Security Researcher Adds Spy Chip to IT Equipment for Just $200
Malware scanners can protect your devices from malicious software, but what about malicious hardware? Implanting covert spy chips could give a bad actor unlimited access to your data, which is why Bloomberg Business’ SuperMicro report last year was so worrying. No evidence has surfaced to support those claims, but sneaking spy chips into hardware isn’t impossible, In fact, one security researcher says he’s figured out a way to do it for about $200 in his basement.
In the Bloomberg story, sources claimed that Chinese state-sponsored hackers had secretly added small chips to SuperMicro’s server motherboards. These boards were later used in Apple and Amazon servers. The chips were allegedly tiny, no larger than a grain of rice. So, it was understandable they had snuck in under the radar. However, every company named in the story has denied it, and external reviews of SuperMicro boards found no such chips.

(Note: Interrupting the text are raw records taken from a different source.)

use std::fmt;
use std::str::FromStr;

/// Unique identifier for an entity tracked by the population.
#[derive(Clone, Copy, Debug, PartialEq, Eq, PartialOrd, Ord, Hash)]
#[cfg_attr(feature = "serde", derive(serde::Serialize, serde::Deserialize))]
#[cfg_attr(feature = "serde", serde(transparent))]
pub struct EntityId(pub u32);

impl fmt::Display for EntityId {
    fn fmt(&self, f: &mut fmt::Formatter<'_>) -> fmt::Result {
        write!(f, "#{}", self.0)
    }
}

/// Discrete time unit on the combat timeline.
#[derive(Clone, Copy, Debug, PartialEq, Eq, PartialOrd, Ord, Hash, Default)]
#[cfg_attr(feature = "serde", derive(serde::Serialize, serde::Deserialize))]
#[cfg_attr(feature = "serde", serde(transparent))]
pub struct Tick(pub u64);

impl Tick {
    pub const ZERO: Self = Self(0);

    pub fn new(value: u64) -> Self {
        Self(value)
    }
}

impl std::ops::Add<u64> for Tick {
    type Output = Tick;
    fn add(self, rhs: u64) -> Tick {
        Tick(self.0.saturating_add(rhs))
    }
}

impl fmt::Display for Tick {
    fn fmt(&self, f: &mut fmt::Formatter<'_>) -> fmt::Result {
        write!(f, "{}", self.0)
    }
}

/// RGB color used to tell combatants apart at a glance.
#[derive(Clone, Copy, Debug, PartialEq, Eq, Hash)]
#[cfg_attr(feature = "serde", derive(serde::Serialize, serde::Deserialize))]
pub struct Color {
    pub r: u8,
    pub g: u8,
    pub b: u8,
}

impl Color {
    pub const WHITE: Self = Self::rgb(0xff, 0xff, 0xff);

    /// Colors handed out to new entities, cycling by index.
    pub const PALETTE: [Color; 8] = [
        Self::rgb(0xe6, 0x19, 0x4b),
        Self::rgb(0x3c, 0xb4, 0x4b),
        Self::rgb(0xff, 0xe1, 0x19),
        Self::rgb(0x43, 0x63, 0xd8),
        Self::rgb(0xf5, 0x82, 0x31),
        Self::rgb(0x91, 0x1e, 0xb4),
        Self::rgb(0x42, 0xd4, 0xf4),
        Self::rgb(0xf0, 0x32, 0xe6),
    ];

    pub const fn rgb(r: u8, g: u8, b: u8) -> Self {
        Self { r, g, b }
    }

    pub fn from_palette(index: usize) -> Self {
        Self::PALETTE[index % Self::PALETTE.len()]
    }
}

impl Default for Color {
    fn default() -> Self {
        Self::WHITE
    }
}

impl fmt::Display for Color {
    fn fmt(&self, f: &mut fmt::Formatter<'_>) -> fmt::Result {
        write!(f, "#{:02x}{:02x}{:02x}", self.r, self.g, self.b)
    }
}

/// Error returned when a `#rrggbb` string cannot be parsed.
#[derive(Clone, Debug, PartialEq, Eq, thiserror::Error)]
#[error("invalid color {0:?}: expected #rrggbb")]
pub struct ParseColorError(pub String);

impl FromStr for Color {
    type Err = ParseColorError;

    fn from_str(s: &str) -> Result<Self, Self::Err> {
        let hex = s.trim().trim_start_matches('#');
        if hex.len() != 6 || !hex.bytes().all(|b| b.is_ascii_hexdigit()) {
            return Err(ParseColorError(s.to_string()));
        }
        let channel = |range: std::ops::Range<usize>| {
            u8::from_str_radix(&hex[range], 16).map_err(|_| ParseColorError(s.to_string()))
        };
        Ok(Self::rgb(channel(0..2)?, channel(2..4)?, channel(4..6)?))
    }
}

We know intelligence agencies like the NSA routinely insert spy chips into devices during transit, and security researcher Monta Elkins claims to have developed a version of that technique with off-the-shelf hardware. All Elkins needed was a $150 air-soldering tool, a $40 microscope, and some tiny programmable chips used in personal electronics projects.

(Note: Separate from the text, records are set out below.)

//! Top-level client wiring a tracker session to a frontend.
//!
//! # Architecture
//!
//! ```text
//! Client (Top-level container)
//!   ├─→ TrackerSession (state, undo history, event bus)
//!   ├─→ SaveRepository (slot storage)
//!   └─→ Frontend (UI layer - CLI, GUI, etc.)
//! ```
//!
//! The frontend borrows nothing: it takes the session for as long as the UI
//! runs and returns it on exit, at which point the client persists any
//! unsaved changes.

mod builder;

pub use builder::ClientBuilder;

// Re-export Frontend trait from client-frontend-core
pub use client_frontend_core::Frontend;

use std::sync::Arc;

use anyhow::{Context, Result};
use runtime::{SaveRepository, TrackerSession};

/// Top-level client container.
///
/// # Lifecycle
///
/// 1. Client::builder() collects the session, storage and frontend
/// 2. Client::run() transfers control to the frontend (blocking)
/// 3. On frontend exit, a dirty session is saved to its slot
pub struct Client {
    session: TrackerSession,
    repository: Arc<dyn SaveRepository>,
    slot: String,
    frontend: Box<dyn Frontend>,
    save_on_exit: bool,
}

impl Client {
    /// Create a new ClientBuilder.
    pub fn builder() -> ClientBuilder {
        ClientBuilder::new()
    }

    /// Run the frontend until the user quits and return the final session.
    ///
    /// # Errors
    ///
    /// Returns an error if the frontend fails or the exit save fails.
    pub async fn run(self) -> Result<TrackerSession> {
        let Client {
            session,
            repository,
            slot,
            mut frontend,
            save_on_exit,
        } = self;

        let mut session = frontend.run(session).await?;

        if save_on_exit
            && session
                .save_if_dirty(repository.as_ref(), &slot)
                .with_context(|| format!("failed to save session to slot '{slot}'"))?
                .is_some()
        {
            tracing::info!("Saved session to '{}' on exit", slot);
        }

        Ok(session)
    }
}

#[cfg(test)]
mod tests {
    use super::*;
    use async_trait::async_trait;
    use runtime::{Command, InMemorySaveRepository, SessionOptions};

    /// Frontend that adds one combatant and quits.
    struct Scripted;

    #[async_trait(?Send)]
    impl Frontend for Scripted {
        async fn run(&mut self, mut session: TrackerSession) -> Result<TrackerSession> {
            session.execute(Command::AddEntity {
                name: "Scripted".into(),
                color: None,
            })?;
            Ok(session)
        }
    }

    #[test]
    fn build_requires_all_layers() {
        let result = Client::builder()
            .session(TrackerSession::new(SessionOptions::default()))
            .frontend(Scripted)
            .build();
        assert!(result.is_err());
    }

    #[tokio::test]
    async fn dirty_session_is_saved_on_exit() {
        let repository = Arc::new(InMemorySaveRepository::new());
        let client = Client::builder()
            .session(TrackerSession::new(SessionOptions::default()))
            .storage(repository.clone(), "table")
            .frontend(Scripted)
            .build()
            .expect("all layers set");

        let session = client.run().await.expect("run");
        assert!(!session.is_dirty());

        let saved = repository.load("table").unwrap().expect("saved on exit");
        assert_eq!(saved.entity_count(), 1);
    }

    #[tokio::test]
    async fn save_on_exit_can_be_disabled() {
        let repository = Arc::new(InMemorySaveRepository::new());
        let client = Client::builder()
            .session(TrackerSession::new(SessionOptions::default()))
            .storage(repository.clone(), "table")
            .frontend(Scripted)
            .save_on_exit(false)
            .build()
            .expect("all layers set");

        let session = client.run().await.expect("run");
        assert!(session.is_dirty());
        assert!(!repository.exists("table"));
    }
}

Elkins approach uses an ATtiny85 chip salvaged from Digispark Arduino boards, each of which costs around $2. The chips have a total surface area of about 5mm, more than small enough to go unnoticed on a circuit board. You can see the chip indicated below, but Elkins says he could have made it even more stealthy if he hadn’t wanted to show the chip placement to fellow hackers.
As a proof of concept, Elkins created code for the chip that allowed him to interface with the administrator settings on a Cisco ASA 5505 firewall. Elkins says he chose that model because it was the cheapest one he could find on eBay, but the attack should work on all similar systems. When the compromised board boots up, the chip triggers the firewall’s password recovery feature and creates a new administrator account. An attacker could use that account to monitor network activity and steal data.
Elkins plans to reveal all the details of his project at the upcoming CS3sthlm security conference, but he’s not trying to prove Bloomberg’s report is accurate. Instead, he wants everyone to realize implanting spy hardware is trivially easy regardless of whether that report was true. It only cost him $200 to devise a strategy to do it, and a state-sponsored hacker with access to chip fabrication could make much more stealthy custom designs for a few thousand dollars.